I had an opportunity to use Chef and wanted to know it systematically, so I read Chef Practical Guide. I’ll leave notes for myself.

Overview

  • There are two types of operation modes depending on whether a management server is involved. The first is a server-client model using Chef Server as a management server. In addition to the local terminal and managed nodes, a Chef Server is required. Communication occurs between the local terminal and Chef Server, and between Chef Server and nodes (Chef Client). Strong against increasing number of nodes. The second is a standalone model using Chef Solo. Neither Chef Server nor Chef Client is required. Often used in small-scale environments. Both are implemented in Ruby, so they can be installed by gem like gem install chef knife-solo berkshelf.
  • It has a hierarchical structure of repository (kitchen), cookbook, and recipe. The repository is version-controlled by Git, etc. Place self-created cookbooks in site-cookbooks, external cookbooks in cookbooks, globally scoped data for the entire repository in data_bags, environment information like dev/prod in environments, and node-specific configuration information (node objects) in nodes. Also, describe the list of dependent external cookbooks in Berksfile.

Cookbook Implementation

  • When managing multiple nodes with the same configuration, define a role that groups the nodes. Create <repository>/roles/<role name>.json and write run_list, etc.
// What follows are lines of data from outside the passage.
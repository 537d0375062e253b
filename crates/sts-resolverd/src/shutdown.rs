//! Process lifecycle management, adapted from `kumod::lifecycle`:
//! an `Activity` token that in-flight
//! connections hold to delay shutdown, and a `ShutdownSubscription` that
//! idle loops select on alongside their own timeouts.
//!
//! See <https://tokio.rs/tokio/topics/shutdown>.

use std::sync::atomic::{AtomicBool, Ordering};
use std::sync::{Mutex, OnceLock};
use tokio::sync::mpsc::{Receiver as MpscReceiver, Sender as MpscSender};
use tokio::sync::watch::{Receiver as WatchReceiver, Sender as WatchSender};

static ACTIVE: OnceLock<Mutex<Option<Activity>>> = OnceLock::new();
static SHUTTING_DOWN: AtomicBool = AtomicBool::new(false);
static STOPPING: OnceLock<ShutdownState> = OnceLock::new();

/// Held by anything that cannot be ruthlessly interrupted. While any
/// `Activity` is alive, `LifeCycle::wait_for_shutdown` cannot complete.
#[derive(Clone)]
pub struct Activity {
    _tx: MpscSender<()>,
}

impl Activity {
    pub fn get_opt() -> Option<Self> {
        Some(ACTIVE.get()?.lock().unwrap().as_ref()?.clone())
    }

    pub fn is_shutting_down() -> bool {
        SHUTTING_DOWN.load(Ordering::Relaxed)
    }
}

struct ShutdownState {
    tx: WatchSender<()>,
    rx: WatchReceiver<()>,
}

/// Select on this alongside a timeout to wake up when the process is
/// about to shut down.
pub struct ShutdownSubscription {
    rx: WatchReceiver<()>,
}

impl ShutdownSubscription {
    pub fn get() -> Self {
        Self {
            rx: STOPPING.get().expect("LifeCycle::new not called").rx.clone(),
        }
    }

    pub async fn shutting_down(&mut self) {
        self.rx.changed().await.ok();
    }
}

pub struct LifeCycle {
    activity_rx: MpscReceiver<()>,
}

impl LifeCycle {
    /// May be called only once; panics if called again.
    pub fn new() -> Self {
        let (activity_tx, activity_rx) = tokio::sync::mpsc::channel(1);
        ACTIVE
            .set(Mutex::new(Some(Activity { _tx: activity_tx })))
            .map_err(|_| ())
            .expect("LifeCycle::new called more than once");

        let (tx, rx) = tokio::sync::watch::channel(());
        STOPPING
            .set(ShutdownState { tx, rx })
            .map_err(|_| ())
            .expect("LifeCycle::new called more than once");

        Self { activity_rx }
    }

    /// Wait for ctrl-c, then propagate shutdown to every subscriber and
    /// wait for all outstanding `Activity` tokens to be dropped.
    pub async fn wait_for_shutdown(&mut self) {
        tracing::debug!("waiting for interrupt");
        tokio::signal::ctrl_c().await.ok();
        tracing::info!("shutdown requested, waiting for in-flight connections to drain");

        SHUTTING_DOWN.store(true, Ordering::SeqCst);
        ACTIVE.get().map(|a| a.lock().unwrap().take());
        STOPPING.get().map(|s| s.tx.send(()).ok());

        self.activity_rx.recv().await;
    }
}

impl Default for LifeCycle {
    fn default() -> Self {
        Self::new()
    }
}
You can also override Attributes. default_attributes defines things that are not defined, and override_attributes forcibly overwrites.
  • There is a mechanism called Attribute that manages key-values. You can set them yourself or automatically extract them from the system. When automatically extracting, the result of the ohai command is used. Conventionally, use symbols like node[:platform] for keys of values obtained by ohai, and use strings like node["httpd"]["port"] for keys defined in Node objects. Attributes can have default values defined in <cookbook name>/attributes/defaults.rb. Attribute priority order is: Node object > Role > Environment > Recipe Attribute > Cookbook Attribute.
  • The cookbook_file resource transfers files under <cookbook name>/files, and the file resource is used to newly create files.
  • There are resources like ifconfig, mount, gem_package, git, http_request, route, ruby_block. If there are things that cannot be managed even using these resources, use the script resource. However, you need to ensure idempotency yourself by using not_if, only_if, etc. well.
  • After placing configuration files, you can reload services like notifies :reload, "service[httpd]". Alternatively, you can define in the opposite direction by subscribes :reload "template[/etc/httpd.conf]". Both behave the same, queued and executed together.
  • If indentation becomes deep with if statements and readability decreases, it’s good to use conditional actions like only_if.
  • Resources written in recipes are executed at convergence timing after compilation, but other Ruby code is executed at compile time. If you want to write Ruby code executed at convergence timing, use the ruby_block resource.
  • A series of resources and processing can be implemented as a Definition like a macro.

Chef Solo

  • When the cookbook development server and managed nodes are the same, create a cookbook with knife cookbook create <cookbook name> and execute the cookbook with chef-solo -o <cookbook name>. I wonder if this usage is rare.
  • When the development server and managed nodes are different, use knife-solo on the development server. The knife-solo command transfers the local cookbook to the node and executes chef-solo. First, on the development server, prepare the repository with knife solo init .. Next, install chef-solo on the managed node with knife solo prepare <hostname>. Then create a cookbook with knife cookbook create <cookbook name> -o <repository>/site-cookbooks. After that, edit the cookbook and write {'run_list': ["recipe[<cookbook name>:<recipe name>]"]} in <repository>/nodes/<hostname>.json. If you omit <recipe name>, default.rb is referenced. Finally, provision the node with knife solo cook <hostname>. Note that there is also a knife solo bootstrap <hostname> command that combines knife solo prepare <hostname> and knife solo cook <hostname>. Also, use knife solo for things that depend only on chef-solo, and use knife for others.

Other

  • You can integration test cookbooks using Test Kitchen. Launch multiple OSes with Vagrant, etc. Test execution is done by serverspec after applying the cookbook. If you want to test behavior without actually applying tests, use ChefSpec.
  • Search for external cookbooks with knife cookbook site search <cookbook name> and add cookbook '<cookbook>' to Berksfile. Then, with the berks command, they are downloaded and expanded to the cookbooks directory.
  • Opscode, Basecamp, RiotGames, aws, engineyard, pivotal-sprout, etc. publish community cookbooks.
  • Chef Server authenticates by checking validation.pem on both sides when registering a new client. Then, it issues a private key to the client.
  • You can check the last time Chef Client was executed with knife status.
  • Chef’s idempotency and emergency rollback are incompatible. Therefore, application deployment by Chef is not ideal.
  • To prevent forgetting to apply cookbooks, periodically execute Chef Solo or use Server/Client configuration for automatic application.
  • Plugins for knife and ohai commands can be easily implemented by placing Ruby code in specified directories.